Il primo documento in cui appare con certezza il toponimo Casa Bianca è l’Estimo delle Cortine di Arezzo, Comune di Vitiano, del 1510. Anche nel Catasto del 1427 c’è a Vitiano un toponimo che inizia per “Casa”, ma la parte successiva è abrasa e quindi illeggibile, pertanto non lo possiamo utilizzare. Nel Catasto del 1558 ritroviamo il toponimo collegato all’abitazione ed alla terra intorno. Da questo Catasto vediamo che la CASA BIANCA, intesa quale abitazione, apparteneva a Iacopo Adimari da Castiglioni, mentre il terreno a nord della casa apparteneva a Goro di Benedetto di Giovanni, che nel 1581 lo vendette a Iacopo Albergotti. Chi abbia costruito questa abitazione, intonacata con calce bianca non lo sappiamo, ma possiamo comunque dire che essa fu costruita nel corso del XV secolo o al massimo nei primissimi anni del XVI. Io opto per il XV secolo. . .

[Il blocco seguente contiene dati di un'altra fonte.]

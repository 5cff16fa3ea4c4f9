//! PakContainer - packet container reader

use super::slot::{StorageType, TableSlot};
use crate::codec;
use crate::common::{ArchiveError, ArchiveOptions, Result, PAK_HEADER_SIZE, PAK_MAGIC};
use crate::extract::{write_output, ExtractProgress, ExtractSummary};
use byteorder::{LittleEndian, ReadBytesExt};
use log::{debug, trace, warn};
use std::fs::{self, File};
use std::io::{BufReader, Cursor, Read, Seek, SeekFrom};
use std::path::{Path, PathBuf};

/// One packet in the seek table
#[derive(Debug, Clone, Copy, PartialEq, Eq)]
pub struct PakEntry {
    /// Table position
    pub index: usize,
    /// Absolute offset of the packet within the container
    pub offset: u32,
    /// How the payload is stored
    pub storage_type: StorageType,
    /// Bytes between this packet and the next one
    pub packed_size: u32,
    /// Decoded size; read from the size prefix for compressed packets
    pub unpacked_size: u32,
}

impl PakEntry {
    /// True if the packet is stored as `Null`
    pub fn is_null(&self) -> bool {
        self.storage_type == StorageType::Null
    }
}

/// An open PAK container
///
/// Nested containers opened with [`PakContainer::nested`] are held in memory
/// and remember how deep they sit below the outermost file.
#[derive(Debug)]
pub struct PakContainer<R = BufReader<File>> {
    reader: R,
    entries: Vec<PakEntry>,
    source_len: u64,
    source_path: Option<PathBuf>,
    has_magic: bool,
    depth: usize,
    options: ArchiveOptions,
}

impl PakContainer<BufReader<File>> {
    /// Open a container file with default options
    pub fn open<P: AsRef<Path>>(path: P) -> Result<Self> {
        Self::open_with_options(path, ArchiveOptions::default())
    }

    /// Open a container file with custom options
    pub fn open_with_options<P: AsRef<Path>>(path: P, options: ArchiveOptions) -> Result<Self> {
        let path = path.as_ref();
        let file = File::open(path)?;
        let mut container = Self::from_reader_with_options(BufReader::new(file), options)?;
        container.source_path = Some(path.to_path_buf());
        debug!(
            "Opened {} with {} packets",
            path.display(),
            container.packet_count()
        );
        Ok(container)
    }

    /// Path the container was opened from
    pub fn source_path(&self) -> Option<&Path> {
        self.source_path.as_deref()
    }
}

impl PakContainer<Cursor<Vec<u8>>> {
    /// Parse a container held in memory
    pub fn from_bytes(data: Vec<u8>) -> Result<Self> {
        Self::from_reader(Cursor::new(data))
    }
}

impl<R: Read + Seek> PakContainer<R> {
    /// Parse a container from any seekable reader with default options
    pub fn from_reader(reader: R) -> Result<Self> {
        Self::from_reader_with_options(reader, ArchiveOptions::default())
    }

    /// Parse a container from any seekable reader
    ///
    /// A wrong magic is only logged unless `strict_magic` is set. The entry
    /// count comes from the first slot: the header and table together occupy
    /// exactly the bytes in front of the first packet.
    pub fn from_reader_with_options(mut reader: R, options: ArchiveOptions) -> Result<Self> {
        let source_len = reader.seek(SeekFrom::End(0))?;
        reader.seek(SeekFrom::Start(0))?;

        if source_len < u64::from(PAK_HEADER_SIZE) {
            return Err(ArchiveError::TruncatedArchive {
                needed: u64::from(PAK_HEADER_SIZE),
                available: source_len,
            });
        }

        let magic = reader.read_u32::<LittleEndian>()?;
        let has_magic = magic == PAK_MAGIC;
        if !has_magic {
            if options.strict_magic {
                return Err(ArchiveError::CorruptHeader(format!(
                    "bad PAK magic 0x{magic:08X}"
                )));
            }
            warn!("PAK magic mismatch: 0x{magic:08X}, continuing");
        }

        let first_offset = TableSlot(reader.read_u32::<LittleEndian>()?).offset();
        if first_offset < PAK_HEADER_SIZE {
            return Err(ArchiveError::CorruptHeader(format!(
                "first packet offset {first_offset} lies inside the header"
            )));
        }

        let count = first_offset / 4 - 2;
        if count > options.max_pak_entries {
            return Err(ArchiveError::CorruptHeader(format!(
                "PAK packet count {count} exceeds limit {}",
                options.max_pak_entries
            )));
        }
        if u64::from(first_offset) > source_len {
            return Err(ArchiveError::TruncatedArchive {
                needed: u64::from(first_offset),
                available: source_len,
            });
        }

        let mut slots = vec![0u32; count as usize];
        reader.read_u32_into::<LittleEndian>(&mut slots)?;

        let mut entries = Vec::with_capacity(slots.len());
        for (index, &raw) in slots.iter().enumerate() {
            let slot = TableSlot(raw);
            let offset = slot.offset();
            let end = match slots.get(index + 1) {
                Some(&next) => u64::from(TableSlot(next).offset()),
                None => source_len,
            };
            let storage_type = slot.storage_type();
            let packed_size = if storage_type == StorageType::Null {
                0
            } else {
                end.saturating_sub(u64::from(offset)).min(u64::from(u32::MAX)) as u32
            };

            let unpacked_size = match storage_type {
                StorageType::Raw | StorageType::FileWithinFile => packed_size,
                StorageType::Lzw | StorageType::Deflate => {
                    read_size_prefix(&mut reader, source_len, offset, packed_size)?
                }
                StorageType::Huffman | StorageType::Reserved(_) | StorageType::Null => 0,
            };

            trace!(
                "packet {index}: {} at 0x{offset:X}, {packed_size} -> {unpacked_size}",
                storage_type.label()
            );
            entries.push(PakEntry {
                index,
                offset,
                storage_type,
                packed_size,
                unpacked_size,
            });
        }

        Ok(Self {
            reader,
            entries,
            source_len,
            source_path: None,
            has_magic,
            depth: 0,
            options,
        })
    }

    /// Number of packets in the seek table
    pub fn packet_count(&self) -> usize {
        self.entries.len()
    }

    /// All packets in table order
    pub fn entries(&self) -> &[PakEntry] {
        &self.entries
    }

    /// Table entry for `index`
    pub fn entry(&self, index: usize) -> Option<&PakEntry> {
        self.entries.get(index)
    }

    /// Storage type of packet `index`
    pub fn storage_type(&self, index: usize) -> Option<StorageType> {
        self.entry(index).map(|entry| entry.storage_type)
    }

    /// Decoded size of packet `index`
    pub fn unpacked_size(&self, index: usize) -> Option<u32> {
        self.entry(index).map(|entry| entry.unpacked_size)
    }

    /// True if the header carried the expected magic
    pub fn has_magic(&self) -> bool {
        self.has_magic
    }

    /// Number of containers above this one; 0 for a top-level file
    pub fn depth(&self) -> usize {
        self.depth
    }

    /// Total size of the underlying source
    pub fn source_len(&self) -> u64 {
        self.source_len
    }

    /// Options the container was opened with
    pub fn options(&self) -> &ArchiveOptions {
        &self.options
    }

    fn checked_entry(&self, index: usize) -> Result<PakEntry> {
        self.entries
            .get(index)
            .copied()
            .ok_or(ArchiveError::IndexOutOfRange {
                index,
                count: self.entries.len(),
            })
    }

    /// Read the packet's bytes exactly as stored, size prefix included
    ///
    /// `Null` packets carry no payload and return an empty buffer.
    pub fn read_packet_raw(&mut self, index: usize) -> Result<Vec<u8>> {
        let entry = self.checked_entry(index)?;
        if entry.is_null() {
            return Ok(Vec::new());
        }
        self.read_span(u64::from(entry.offset), entry.packed_size)
    }

    /// Read and decode packet `index`
    ///
    /// `Null` packets return an empty buffer without touching the reader.
    pub fn read_packet(&mut self, index: usize) -> Result<Vec<u8>> {
        let entry = self.checked_entry(index)?;

        match entry.storage_type {
            StorageType::Null => Ok(Vec::new()),
            StorageType::Raw | StorageType::FileWithinFile => {
                self.read_span(u64::from(entry.offset), entry.packed_size)
            }
            StorageType::Lzw | StorageType::Deflate => self.read_compressed(&entry),
            other => Err(ArchiveError::UnsupportedStorageType(other)),
        }
    }

    fn read_compressed(&mut self, entry: &PakEntry) -> Result<Vec<u8>> {
        if entry.packed_size < 4 {
            return Err(ArchiveError::TruncatedArchive {
                needed: u64::from(entry.offset) + 4,
                available: self.source_len,
            });
        }
        let end = u64::from(entry.offset) + u64::from(entry.packed_size);
        if end > self.source_len {
            return Err(ArchiveError::TruncatedArchive {
                needed: end,
                available: self.source_len,
            });
        }
        if entry.unpacked_size > self.options.max_unpacked_size {
            return Err(ArchiveError::SizeLimitExceeded {
                declared: u64::from(entry.unpacked_size),
                limit: u64::from(self.options.max_unpacked_size),
            });
        }
        if entry.unpacked_size == 0 {
            return Ok(Vec::new());
        }

        let payload = self.read_span(u64::from(entry.offset) + 4, entry.packed_size - 4)?;
        let Some(scheme) = entry.storage_type.scheme() else {
            return Err(ArchiveError::UnsupportedStorageType(entry.storage_type));
        };

        let expected = entry.unpacked_size as usize;
        let data = codec::decompress(&payload, expected, scheme);
        if data.is_empty() {
            return Err(ArchiveError::DecompressionFailed { expected });
        }
        Ok(data)
    }

    fn read_span(&mut self, offset: u64, len: u32) -> Result<Vec<u8>> {
        let end = offset + u64::from(len);
        if end > self.source_len {
            return Err(ArchiveError::TruncatedArchive {
                needed: end,
                available: self.source_len,
            });
        }
        if len == 0 {
            return Ok(Vec::new());
        }

        let mut buf = vec![0u8; len as usize];
        self.reader.seek(SeekFrom::Start(offset))?;
        self.reader.read_exact(&mut buf)?;
        Ok(buf)
    }

    /// Open packet `index` as a PAK container of its own
    ///
    /// Fails with [`ArchiveError::NotNested`] when the decoded packet does not
    /// start with the PAK magic, and with [`ArchiveError::NestingTooDeep`] once
    /// `max_nesting_depth` levels are open.
    pub fn nested(&mut self, index: usize) -> Result<PakContainer<Cursor<Vec<u8>>>> {
        let depth = self.depth + 1;
        if depth > self.options.max_nesting_depth {
            return Err(ArchiveError::NestingTooDeep(self.options.max_nesting_depth));
        }

        let data = self.read_packet(index)?;
        if !super::is_pak_magic(&data) {
            return Err(ArchiveError::NotNested(index));
        }

        let mut inner =
            PakContainer::from_reader_with_options(Cursor::new(data), self.options.clone())?;
        inner.depth = depth;
        Ok(inner)
    }

    /// Decode every packet into `output_dir` as `{prefix}{index:05}.bin`
    ///
    /// `Null` packets are passed over silently; packets that fail to read are
    /// skipped and recorded in the summary.
    pub fn extract_all<F>(
        &mut self,
        output_dir: &Path,
        prefix: &str,
        mut progress: F,
    ) -> Result<ExtractSummary>
    where
        F: FnMut(&ExtractProgress),
    {
        fs::create_dir_all(output_dir)?;
        let mut summary = ExtractSummary::default();
        let total = self.entries.len();

        for index in 0..total {
            let name = format!("{prefix}{index:05}.bin");
            progress(&ExtractProgress::new(index + 1, total, name.as_str()));

            if self.entries[index].is_null() {
                continue;
            }

            let result = self
                .read_packet(index)
                .and_then(|data| write_output(&output_dir.join(&name), &data));
            match result {
                Ok(()) => summary.extracted += 1,
                Err(e) => summary.skip(name, e),
            }
        }

        Ok(summary)
    }
}

/// Read the 4-byte uncompressed size in front of a compressed payload
///
/// A prefix that would lie past the end of the source yields 0; reading that
/// packet later reports the truncation.
fn read_size_prefix<R: Read + Seek>(
    reader: &mut R,
    source_len: u64,
    offset: u32,
    packed_size: u32,
) -> Result<u32> {
    if packed_size < 4 || u64::from(offset) + 4 > source_len {
        return Ok(0);
    }
    reader.seek(SeekFrom::Start(u64::from(offset)))?;
    Ok(reader.read_u32::<LittleEndian>()?)
}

Quindi, dai documenti Casa Bianca era della ricca e potente famiglia Adimari, di origini fiorentine, ma un ramo della quale si era stabilito a Castiglion Fiorentino. Nella prima metà del XVII secolo (1626) Casa Bianca e un bel pezzo di terreno limitrofo furono acquistati da Bernardo di Giovanni Antonio “muratore lombardo”, che era venuto a Vitiano per esercitare la sua qualificata professione di riparatore di molini ad acqua e poi si era sposato nel 1604 con Maria di Giulio di Cesare Viviani, acquisendone il cognome. Dopo la morte di Bernardo, avvenuta nel maggio 1637, la proprietà passò al figlio Santi, anch’egli mastro muratore.

Nel Catasto del 1672 tra le proprietà di “Santi di Bernardo Muratore da Vitiano” troviamo:

Un tenimento di terra lavorativo, vitato, alberato con alcuni olivi e CASA di staiora tre tavole cinque Luogo detto LA CASA BIANCA, a Levante la via del Fondaccio (oggi via di Gambreccia), a Tramontana Carlo di Girolamo Giannini da Vitiano, a Ponente Bernardo di Pietro Albergotti, a Mezzogiorno via della Casa Bianca. . .

Catasto del 1672 del Comune di Vitiano Cortine di Arezzo -Proprietà di Santi di Bernardo Muratore CASA BIANCA

I VIVIANi rimarranno tutti a Casa Bianca fino agli inizi dell’Ottocento ed erano soprannominati i “Mastrosanti”, proprio dal Santi di Bernardo mastro muratore nato nel 1617. Verso i primi anni dell’Ottocento, Giovanni Donato Viviani si divise dalla famiglia e costruì una casa a Bottinelli, lungo la via del Barbino, dove ancora adesso abita la famiglia della compianta Alba Viviani. Giovanni Donato diede vita al ramo di Bottinelli soprannominato dei “Giandonèti”.

A Casa Bianca vi abitano ancora due famiglie Viviani e un’altra vi ha delle proprietà. Il nucleo originario, nato nel XV secolo sopravvive solo in parte, inglobato in più superfetazioni che rendono illeggibile la struttura. Probabilmente si trattava di una specie di casa-torre su tre piani. Qui i Viviani avevano la loro “bottega” da falegnami con cui integravano le attività di muratori e di agricoltori.